-------- EXERCISE DATA

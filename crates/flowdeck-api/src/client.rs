// Async HTTP client for the flows REST API.
//
// Endpoint layout (relative to the server root):
//   GET    flows                 list every flow
//   POST   flows/accept          resume all intercepted flows
//   POST   flows/{id}/accept     resume one flow
//   DELETE flows/{id}            drop one flow
//   POST   flows/{id}/duplicate  clone one flow
//   POST   flows/{id}/replay     replay the request
//   POST   flows/{id}/revert     undo local edits
//   PUT    flows/{id}            apply a partial update
//   POST   clear                 drop every flow
//   GET    flows/dump            export as a binary dump
//   POST   flows/dump            import a dump (multipart field `file`)

use bytes::Bytes;
use reqwest::multipart::{Form, Part};
use serde::Serialize;
use serde::de::DeserializeOwned;
use tracing::debug;
use url::Url;

use crate::error::Error;
use crate::transport::TransportConfig;
use crate::wire::{FlowList, FlowRecord};

// ── Error response shape ────────────────────────────────────────────

#[derive(serde::Deserialize)]
struct ErrorResponse {
    #[serde(default)]
    message: Option<String>,
    #[serde(default)]
    error: Option<String>,
}

// ── Client ──────────────────────────────────────────────────────────

/// Async client for the flows REST API.
///
/// Cheap to clone: the inner `reqwest::Client` is reference-counted.
#[derive(Clone)]
pub struct FlowsClient {
    http: reqwest::Client,
    base_url: Url,
}

impl FlowsClient {
    // ── Constructors ─────────────────────────────────────────────────

    /// Build a client from a server URL and transport settings.
    pub fn new(base_url: &str, transport: &TransportConfig) -> Result<Self, Error> {
        let http = transport.build_client()?;
        Self::with_client(base_url, http)
    }

    /// Wrap an existing `reqwest::Client` (caller manages auth headers).
    pub fn with_client(base_url: &str, http: reqwest::Client) -> Result<Self, Error> {
        let base_url = Self::normalize_base_url(base_url)?;
        Ok(Self { http, base_url })
    }

    /// Ensure the base URL ends in `/` so relative joins keep any path prefix.
    fn normalize_base_url(raw: &str) -> Result<Url, Error> {
        let mut url = Url::parse(raw)?;
        let path = url.path().trim_end_matches('/').to_owned();
        url.set_path(&format!("{path}/"));
        Ok(url)
    }

    /// The normalized server URL.
    pub fn base_url(&self) -> &Url {
        &self.base_url
    }

    // ── URL builder ──────────────────────────────────────────────────

    fn url(&self, path: &str) -> Result<Url, Error> {
        Ok(self.base_url.join(path)?)
    }

    fn flow_url(&self, id: &str, action: Option<&str>) -> Result<Url, Error> {
        let mut url = self.url("flows")?;
        {
            let mut segments = url
                .path_segments_mut()
                .map_err(|()| Error::InvalidUrl(url::ParseError::RelativeUrlWithCannotBeABaseBase))?;
            segments.push(id);
            if let Some(action) = action {
                segments.push(action);
            }
        }
        Ok(url)
    }

    // ── HTTP verbs ───────────────────────────────────────────────────

    async fn get<T: DeserializeOwned>(&self, url: Url) -> Result<T, Error> {
        debug!("GET {url}");
        let resp = self.http.get(url).send().await?;
        Self::handle_response(resp).await
    }

    async fn post_empty(&self, url: Url) -> Result<(), Error> {
        debug!("POST {url}");
        let resp = self.http.post(url).send().await?;
        Self::handle_empty(resp).await
    }

    async fn put_empty<B: Serialize + Sync>(&self, url: Url, body: &B) -> Result<(), Error> {
        debug!("PUT {url}");
        let resp = self.http.put(url).json(body).send().await?;
        Self::handle_empty(resp).await
    }

    async fn delete_empty(&self, url: Url) -> Result<(), Error> {
        debug!("DELETE {url}");
        let resp = self.http.delete(url).send().await?;
        Self::handle_empty(resp).await
    }

    // ── Response handling ────────────────────────────────────────────

    async fn handle_response<T: DeserializeOwned>(resp: reqwest::Response) -> Result<T, Error> {
        let status = resp.status();
        if status.is_success() {
            let body = resp.text().await?;
            serde_json::from_str(&body).map_err(|e| {
                let preview: String = body.chars().take(200).collect();
                Error::Deserialization {
                    message: format!("{e} (body preview: {preview:?})"),
                    body,
                }
            })
        } else {
            Err(Self::parse_error(status, resp).await)
        }
    }

    async fn handle_empty(resp: reqwest::Response) -> Result<(), Error> {
        let status = resp.status();
        if status.is_success() {
            Ok(())
        } else {
            Err(Self::parse_error(status, resp).await)
        }
    }

    async fn handle_bytes(resp: reqwest::Response) -> Result<Bytes, Error> {
        let status = resp.status();
        if status.is_success() {
            Ok(resp.bytes().await?)
        } else {
            Err(Self::parse_error(status, resp).await)
        }
    }

    async fn parse_error(status: reqwest::StatusCode, resp: reqwest::Response) -> Error {
        let path = resp.url().path().to_owned();

        if status == reqwest::StatusCode::UNAUTHORIZED || status == reqwest::StatusCode::FORBIDDEN
        {
            return Error::Authentication {
                message: format!("server rejected credentials (HTTP {})", status.as_u16()),
            };
        }
        if status == reqwest::StatusCode::NOT_FOUND {
            return Error::NotFound { path };
        }

        let raw = resp.text().await.unwrap_or_default();
        let message = serde_json::from_str::<ErrorResponse>(&raw)
            .ok()
            .and_then(|e| e.message.or(e.error))
            .unwrap_or_else(|| {
                if raw.is_empty() {
                    status.to_string()
                } else {
                    raw
                }
            });

        Error::Api {
            status: status.as_u16(),
            message,
        }
    }

    // ━━ Public API ━━━━━━━━━━━━━━━━━━━━━━━━━━━━━━━━━━━━━━━━━━━━━━━━━━

    // ── Listing ──────────────────────────────────────────────────────

    /// Fetch every flow the server currently holds, in server order.
    pub async fn list_flows(&self) -> Result<Vec<FlowRecord>, Error> {
        let list: FlowList = self.get(self.url("flows")?).await?;
        Ok(list.into_records())
    }

    // ── Per-flow actions ─────────────────────────────────────────────

    pub async fn accept(&self, id: &str) -> Result<(), Error> {
        self.post_empty(self.flow_url(id, Some("accept"))?).await
    }

    pub async fn delete(&self, id: &str) -> Result<(), Error> {
        self.delete_empty(self.flow_url(id, None)?).await
    }

    pub async fn duplicate(&self, id: &str) -> Result<(), Error> {
        self.post_empty(self.flow_url(id, Some("duplicate"))?).await
    }

    pub async fn replay(&self, id: &str) -> Result<(), Error> {
        self.post_empty(self.flow_url(id, Some("replay"))?).await
    }

    pub async fn revert(&self, id: &str) -> Result<(), Error> {
        self.post_empty(self.flow_url(id, Some("revert"))?).await
    }

    /// Apply a partial update. `data` is sent verbatim as the JSON body.
    pub async fn update(&self, id: &str, data: &serde_json::Value) -> Result<(), Error> {
        self.put_empty(self.flow_url(id, None)?, data).await
    }

    // ── Bulk actions ─────────────────────────────────────────────────

    pub async fn accept_all(&self) -> Result<(), Error> {
        self.post_empty(self.url("flows/accept")?).await
    }

    pub async fn clear(&self) -> Result<(), Error> {
        self.post_empty(self.url("clear")?).await
    }

    /// Export every flow as an opaque dump.
    pub async fn download(&self) -> Result<Bytes, Error> {
        let url = self.url("flows/dump")?;
        debug!("GET {url}");
        let resp = self.http.get(url).send().await?;
        Self::handle_bytes(resp).await
    }

    /// Import a dump previously produced by [`download`](Self::download).
    pub async fn upload(&self, dump: Bytes) -> Result<(), Error> {
        let url = self.url("flows/dump")?;
        debug!("POST {url} ({} bytes)", dump.len());
        let part = Part::bytes(dump.to_vec()).file_name("flows");
        let form = Form::new().part("file", part);
        let resp = self.http.post(url).multipart(form).send().await?;
        Self::handle_empty(resp).await
    }
}

#[cfg(test)]
#[allow(clippy::unwrap_used)]
mod tests {
    use super::*;

    fn client(base: &str) -> FlowsClient {
        FlowsClient::with_client(base, reqwest::Client::new()).unwrap()
    }

    #[test]
    fn base_url_keeps_path_prefix() {
        let c = client("http://localhost:8081/mitm");
        assert_eq!(c.url("flows").unwrap().as_str(), "http://localhost:8081/mitm/flows");
    }

    #[test]
    fn flow_ids_are_escaped_as_single_segment() {
        let c = client("http://localhost:8081");
        let url = c.flow_url("a/b", Some("accept")).unwrap();
        assert_eq!(url.path(), "/flows/a%2Fb/accept");
    }

    #[test]
    fn rejects_unparseable_base_url() {
        assert!(matches!(
            FlowsClient::with_client("not a url", reqwest::Client::new()),
            Err(Error::InvalidUrl(_))
        ));
    }
}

----------------

Please count the lines in the records that hold the string "partial", and give the number alone.

*OUTPUT FOR THIS TASK*
2